TASK REQUIREMENTS :: Your answer should consist of each line below that includes the word "session".
______________________________
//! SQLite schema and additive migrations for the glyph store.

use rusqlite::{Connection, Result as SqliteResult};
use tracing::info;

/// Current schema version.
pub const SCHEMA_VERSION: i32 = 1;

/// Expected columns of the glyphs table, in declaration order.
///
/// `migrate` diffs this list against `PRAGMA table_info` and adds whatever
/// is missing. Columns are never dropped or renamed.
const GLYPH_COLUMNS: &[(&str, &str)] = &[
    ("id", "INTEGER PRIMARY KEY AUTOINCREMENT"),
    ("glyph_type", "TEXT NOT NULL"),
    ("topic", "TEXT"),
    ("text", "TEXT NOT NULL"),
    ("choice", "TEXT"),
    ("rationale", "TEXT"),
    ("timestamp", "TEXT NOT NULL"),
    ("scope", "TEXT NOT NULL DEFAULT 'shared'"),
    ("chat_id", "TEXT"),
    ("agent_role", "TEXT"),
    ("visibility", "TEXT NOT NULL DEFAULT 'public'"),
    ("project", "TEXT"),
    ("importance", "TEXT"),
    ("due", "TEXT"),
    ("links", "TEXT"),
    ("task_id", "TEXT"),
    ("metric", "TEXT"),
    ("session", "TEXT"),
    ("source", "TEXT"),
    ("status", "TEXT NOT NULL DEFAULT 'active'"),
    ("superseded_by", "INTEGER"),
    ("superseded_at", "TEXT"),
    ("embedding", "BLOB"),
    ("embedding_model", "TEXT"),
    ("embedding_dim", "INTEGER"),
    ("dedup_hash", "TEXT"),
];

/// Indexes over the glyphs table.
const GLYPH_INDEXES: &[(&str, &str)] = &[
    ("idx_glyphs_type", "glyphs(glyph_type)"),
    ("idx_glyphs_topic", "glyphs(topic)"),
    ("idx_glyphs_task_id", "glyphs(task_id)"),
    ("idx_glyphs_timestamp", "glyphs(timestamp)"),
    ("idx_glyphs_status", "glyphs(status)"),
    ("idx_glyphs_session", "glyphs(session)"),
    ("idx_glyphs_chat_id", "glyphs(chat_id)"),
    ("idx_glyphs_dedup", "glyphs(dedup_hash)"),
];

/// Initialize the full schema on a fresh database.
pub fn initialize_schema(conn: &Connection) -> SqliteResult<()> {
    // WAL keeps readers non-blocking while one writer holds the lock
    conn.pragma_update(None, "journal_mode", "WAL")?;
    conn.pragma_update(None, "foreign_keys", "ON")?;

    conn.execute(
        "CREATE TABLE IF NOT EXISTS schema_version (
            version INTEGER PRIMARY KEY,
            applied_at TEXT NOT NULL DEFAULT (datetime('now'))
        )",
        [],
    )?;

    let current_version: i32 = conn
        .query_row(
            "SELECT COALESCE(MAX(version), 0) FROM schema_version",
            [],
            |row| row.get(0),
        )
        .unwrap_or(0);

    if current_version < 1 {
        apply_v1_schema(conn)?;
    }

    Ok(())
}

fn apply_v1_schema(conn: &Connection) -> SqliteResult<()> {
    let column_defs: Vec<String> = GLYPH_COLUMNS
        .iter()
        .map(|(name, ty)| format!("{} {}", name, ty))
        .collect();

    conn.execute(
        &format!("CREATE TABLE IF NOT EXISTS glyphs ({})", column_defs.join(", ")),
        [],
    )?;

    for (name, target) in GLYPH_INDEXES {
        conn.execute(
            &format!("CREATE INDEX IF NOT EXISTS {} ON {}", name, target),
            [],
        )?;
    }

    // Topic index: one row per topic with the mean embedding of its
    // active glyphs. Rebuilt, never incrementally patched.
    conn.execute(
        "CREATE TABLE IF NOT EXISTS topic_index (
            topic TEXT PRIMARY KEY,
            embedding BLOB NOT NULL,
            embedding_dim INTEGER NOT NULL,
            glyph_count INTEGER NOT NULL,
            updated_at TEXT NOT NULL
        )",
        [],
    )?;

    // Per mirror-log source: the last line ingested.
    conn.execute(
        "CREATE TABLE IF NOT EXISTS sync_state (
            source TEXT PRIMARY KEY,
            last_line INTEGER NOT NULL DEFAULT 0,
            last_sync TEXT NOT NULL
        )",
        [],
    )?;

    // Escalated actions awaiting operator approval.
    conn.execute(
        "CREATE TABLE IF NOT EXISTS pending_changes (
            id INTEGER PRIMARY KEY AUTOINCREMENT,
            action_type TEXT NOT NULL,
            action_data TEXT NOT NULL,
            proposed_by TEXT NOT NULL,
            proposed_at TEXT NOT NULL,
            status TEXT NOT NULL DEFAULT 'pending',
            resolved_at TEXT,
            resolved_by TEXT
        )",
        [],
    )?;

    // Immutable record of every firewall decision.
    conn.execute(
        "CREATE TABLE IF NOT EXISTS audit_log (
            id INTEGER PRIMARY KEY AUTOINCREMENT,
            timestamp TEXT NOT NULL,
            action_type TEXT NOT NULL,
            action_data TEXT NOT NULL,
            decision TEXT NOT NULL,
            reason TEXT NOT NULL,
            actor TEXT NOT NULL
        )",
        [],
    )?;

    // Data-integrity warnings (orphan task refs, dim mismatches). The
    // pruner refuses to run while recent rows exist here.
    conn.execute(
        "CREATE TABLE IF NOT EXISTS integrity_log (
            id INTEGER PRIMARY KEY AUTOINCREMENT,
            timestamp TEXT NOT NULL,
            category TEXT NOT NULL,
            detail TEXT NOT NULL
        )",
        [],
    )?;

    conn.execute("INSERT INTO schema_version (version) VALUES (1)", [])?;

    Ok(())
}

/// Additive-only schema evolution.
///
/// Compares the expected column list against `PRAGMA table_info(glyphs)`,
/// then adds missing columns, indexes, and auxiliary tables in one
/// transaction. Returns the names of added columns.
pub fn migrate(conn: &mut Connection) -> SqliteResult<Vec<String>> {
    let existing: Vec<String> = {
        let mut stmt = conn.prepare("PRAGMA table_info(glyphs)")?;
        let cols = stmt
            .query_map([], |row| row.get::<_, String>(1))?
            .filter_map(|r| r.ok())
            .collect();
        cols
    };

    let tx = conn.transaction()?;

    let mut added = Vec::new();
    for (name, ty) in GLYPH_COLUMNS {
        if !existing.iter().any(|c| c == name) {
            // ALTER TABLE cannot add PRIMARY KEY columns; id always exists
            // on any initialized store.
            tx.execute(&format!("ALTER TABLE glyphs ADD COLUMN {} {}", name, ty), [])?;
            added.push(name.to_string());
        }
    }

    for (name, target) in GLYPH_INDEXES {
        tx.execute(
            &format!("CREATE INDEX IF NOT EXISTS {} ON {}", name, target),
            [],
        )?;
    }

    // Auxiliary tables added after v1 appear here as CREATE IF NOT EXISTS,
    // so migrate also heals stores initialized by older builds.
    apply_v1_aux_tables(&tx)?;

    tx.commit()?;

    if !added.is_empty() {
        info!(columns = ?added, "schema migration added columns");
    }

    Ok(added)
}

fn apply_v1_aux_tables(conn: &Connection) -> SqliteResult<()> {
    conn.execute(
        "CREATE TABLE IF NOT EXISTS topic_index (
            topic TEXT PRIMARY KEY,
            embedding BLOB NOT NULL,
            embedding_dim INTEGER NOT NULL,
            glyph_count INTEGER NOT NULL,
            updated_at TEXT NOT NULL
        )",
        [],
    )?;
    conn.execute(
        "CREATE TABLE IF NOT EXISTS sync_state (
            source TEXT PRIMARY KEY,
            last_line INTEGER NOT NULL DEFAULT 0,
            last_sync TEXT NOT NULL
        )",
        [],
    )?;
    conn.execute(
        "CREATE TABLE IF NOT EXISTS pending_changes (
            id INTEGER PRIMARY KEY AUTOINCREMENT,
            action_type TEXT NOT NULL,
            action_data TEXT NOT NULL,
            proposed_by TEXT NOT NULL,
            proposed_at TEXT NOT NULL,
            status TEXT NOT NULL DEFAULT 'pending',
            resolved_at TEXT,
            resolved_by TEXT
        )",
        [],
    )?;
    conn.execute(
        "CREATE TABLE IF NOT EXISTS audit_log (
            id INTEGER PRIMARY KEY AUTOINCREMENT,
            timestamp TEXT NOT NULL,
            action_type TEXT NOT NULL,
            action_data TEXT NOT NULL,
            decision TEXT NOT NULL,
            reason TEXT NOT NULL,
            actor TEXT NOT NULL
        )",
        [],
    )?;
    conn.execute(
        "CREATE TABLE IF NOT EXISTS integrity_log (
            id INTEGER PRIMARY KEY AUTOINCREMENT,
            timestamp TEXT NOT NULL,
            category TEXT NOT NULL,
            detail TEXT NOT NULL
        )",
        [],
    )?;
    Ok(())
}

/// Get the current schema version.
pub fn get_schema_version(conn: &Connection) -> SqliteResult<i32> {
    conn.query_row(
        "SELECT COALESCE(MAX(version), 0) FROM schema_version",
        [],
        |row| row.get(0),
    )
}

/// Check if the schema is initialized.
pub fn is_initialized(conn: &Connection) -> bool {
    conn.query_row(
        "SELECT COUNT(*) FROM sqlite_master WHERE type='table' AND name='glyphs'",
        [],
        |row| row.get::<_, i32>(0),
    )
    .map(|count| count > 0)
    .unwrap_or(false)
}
______________________________
TASK RESPONSE ::
    ("session", "TEXT"),
    ("idx_glyphs_session", "glyphs(session)"),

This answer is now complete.